このFSC認証取得を担当したのが、製紙生産部生産管理課担当課長の水谷正光さんです。「FSC対応についてはいくつかご要望をいただいていたのですが、段ボールはリサイクルが進んでおり、原料のほとんどは古紙であることから、市中回収古紙(※)のみがクレジット対象であった頃は、原料を調達する過程を考えると難しい面もありました。しかしお客さまのご要望でもあり、また今後、より一層ニーズが高まると考えられることから、まず、コート白ボールから取り組むことにしたんです。」
※市中回収古紙
使⽤済み段ボール箱、家庭や会社から回収した古新聞・古雑誌・雑古紙や包装材 など、消費者または商業製品から回収された古紙。
理解を得るために取り扱い手順書も手作りで
水谷さんは2012年に現在の部署に異動。それまでは工場勤務で、ずっと現場主体での業務でした。FSC認証取得の手続きについては、ひたすら規格を読み込み、手探りの状態からのスタートだったと振り返ります。
「1年間、コート白ボールを生産している利根川事業所に何度も通い、工場の担当者たちにも周知していきました。実は、私はかつて利根川事業所に在籍しており、工場のことも、担当者たちのこともよく知っていたのでスムーズに協力体制を築くことができました。」
さらに原料となる古紙を扱う各地の古紙問屋にも足を運び、無理なくできるところから協力してもらえるよう説得に回ったといいます。
「さながら伝道師のようだったと思います。FSC認証について理解していただくために、導入に向けての取り扱い手順書なども手作りで作成していました。」
また原紙の強度を保つためにはバージンパルプも必要ですが、そのパルプを供給するサプライヤーにも同様に働きかけていきました。そうして、2013年12月に利根川事業所(コート白ボール)でFSC認証を取得。半年後には八潮工場(チップボール)でもFSC認証を取得しました。FSC認証取得のベースが利根川事業所でできていたことと、また八潮工場もかつて水谷さんが在籍していた工場だったということで、スムーズに進んだそうです。
FSCの古紙回収に関する規格改定も転機に
これらの経験もふまえ、2015年には全ての製紙工場、段ボール工場、紙器工場でFSC認証を取得し、業界のトップを切って段ボール原紙から段ボール製品にいたるFSC認証製品の供給体制を確立しました。さらに2015年10月にFSCにおける古紙回収に関する解釈が変更され、これまで市中回収古紙のみをクレジット対象として扱っていたものが、産業回収古紙(※)も同等に扱うことが可能になりました。

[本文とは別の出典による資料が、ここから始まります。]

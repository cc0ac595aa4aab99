//! Report generation
//!
//! Gathers the window's problems from the local record store, resolves
//! photos, lays the report out and writes the PDF.

use std::path::{Path, PathBuf};

use chrono::Utc;
use tokio::fs;
use tracing::{info, warn};

use super::layout::{
    build_layout, ImageSlot, LayoutOptions, ProblemEntry, ReportInput, ReportLayout,
};
use super::pdf::render_pdf;
use super::window::ReportWindow;
use crate::config::ReportConfig;
use crate::database::DatabaseService;
use crate::models::Problem;
use crate::utils::errors::{AuditError, Result};
use crate::utils::helpers::{format_audit_date, sanitize_filename};

pub const REPORT_FILE_PREFIX: &str = "5S_Rapor";

/// Which problems go into a report
#[derive(Debug, Clone, PartialEq)]
pub struct ReportRequest {
    pub window: ReportWindow,
    /// `None` reports across every group
    pub group_id: Option<String>,
    pub group_name: Option<String>,
}

impl ReportRequest {
    pub fn for_group(window: ReportWindow, group_id: &str, group_name: &str) -> Self {
        Self {
            window,
            group_id: Some(group_id.to_string()),
            group_name: Some(group_name.to_string()),
        }
    }

    pub fn all_groups(window: ReportWindow) -> Self {
        Self {
            window,
            group_id: None,
            group_name: None,
        }
    }
}

#[derive(Debug, Clone)]
pub struct ReportGenerator {
    database: DatabaseService,
    config: ReportConfig,
}

impl ReportGenerator {
    pub fn new(database: DatabaseService, config: ReportConfig) -> Self {
        Self { database, config }
    }

    pub fn output_dir(&self) -> &Path {
        &self.config.output_dir
    }

    /// Fetch, resolve photos and lay out without rendering
    pub async fn prepare(&self, request: &ReportRequest) -> Result<ReportLayout> {
        let problems = self.fetch_problems(request).await?;

        let mut entries = Vec::with_capacity(problems.len());
        for problem in problems {
            entries.push(self.entry_for(problem).await);
        }

        let input = ReportInput {
            window: request.window,
            group_id: request.group_id.clone(),
            group_name: request.group_name.clone(),
            generated_at: Utc::now(),
            entries,
        };
        Ok(build_layout(&input, LayoutOptions::from(&self.config)))
    }

    /// Generate the report and return the path of the written file
    pub async fn generate(&self, request: &ReportRequest) -> Result<PathBuf> {
        let layout = self.prepare(request).await?;

        fs::create_dir_all(&self.config.output_dir).await?;
        let path = self.config.output_dir.join(report_file_name(&request.window)?);

        let target = path.clone();
        tokio::task::spawn_blocking(move || render_pdf(&layout, &target))
            .await
            .map_err(|e| AuditError::Report(format!("Report rendering task failed: {}", e)))??;

        info!(
            path = %path.display(),
            window = %request.window.label(),
            group_id = request.group_id.as_deref(),
            "Report generated"
        );
        Ok(path)
    }

    /// Problems of every day in the window, concatenated oldest day first
    async fn fetch_problems(&self, request: &ReportRequest) -> Result<Vec<Problem>> {
        let mut problems = Vec::new();
        for date in request.window.dates()? {
            let audit_date = format_audit_date(date);
            let day = match &request.group_id {
                Some(group_id) => {
                    self.database
                        .get_problems_for_group_and_date(group_id, &audit_date)
                        .await
                }
                None => self.database.get_problems_for_date(&audit_date).await,
            };
            problems.extend(day);
        }
        Ok(problems)
    }

    async fn entry_for(&self, problem: Problem) -> ProblemEntry {
        let solutions = self.database.get_solutions_for_problem(&problem.id).await;
        let problem_photo = resolve_photo(Some(&problem.image_path)).await;
        let latest_photo = solutions.first().and_then(|latest| latest.image_path.as_deref());
        let solution_photo = match latest_photo {
            Some(path) => Some(resolve_photo(Some(path)).await),
            None => None,
        };

        ProblemEntry {
            problem,
            solutions,
            problem_photo,
            solution_photo,
        }
    }
}

/// `5S_Rapor_{date}_{timestampMillis}.pdf`
pub fn report_file_name(window: &ReportWindow) -> Result<String> {
    let date = format_audit_date(window.anchor_date()?);
    Ok(format!(
        "{}_{}_{}.pdf",
        REPORT_FILE_PREFIX,
        sanitize_filename(&date),
        Utc::now().timestamp_millis()
    ))
}

async fn resolve_photo(path: Option<&str>) -> ImageSlot {
    let Some(path) = path.filter(|path| !path.is_empty()) else {
        return ImageSlot::placeholder("No photo");
    };

    match fs::metadata(path).await {
        Ok(metadata) if metadata.is_file() => ImageSlot::Image(PathBuf::from(path)),
        Ok(_) | Err(_) => {
            warn!(path = path, "Report photo is missing");
            ImageSlot::placeholder("Photo unavailable")
        }
    }
}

「解釈が変わったことで、参入障壁が低くなり、ほかの製紙会社の取り組みも進んだように思います。我々にとっては競合企業が増えることにはなりますが、業界全体で取り組むことができるようになったので、市場にFSC認証製品が増え、今後ますます認知が進むと考えています」(水谷さん)。
※産業回収古紙
⼆次製造またはそれ以降の工程において生産されたものの最終用途に合わず、再使⽤することができないため、回収された古紙。断裁機にかけられた際にでる裁落紙や印刷不良品などの損紙のような未使用の紙がこれにあたる。
続けていくにはシステム化が不可欠
同社のFSC認証製品は、環境・社会課題の解決に積極的に取り組む多くの企業に採用されています。早い段階で積極的にFSC認証取得に取り組んだことで、相談を受けることも多いそうです。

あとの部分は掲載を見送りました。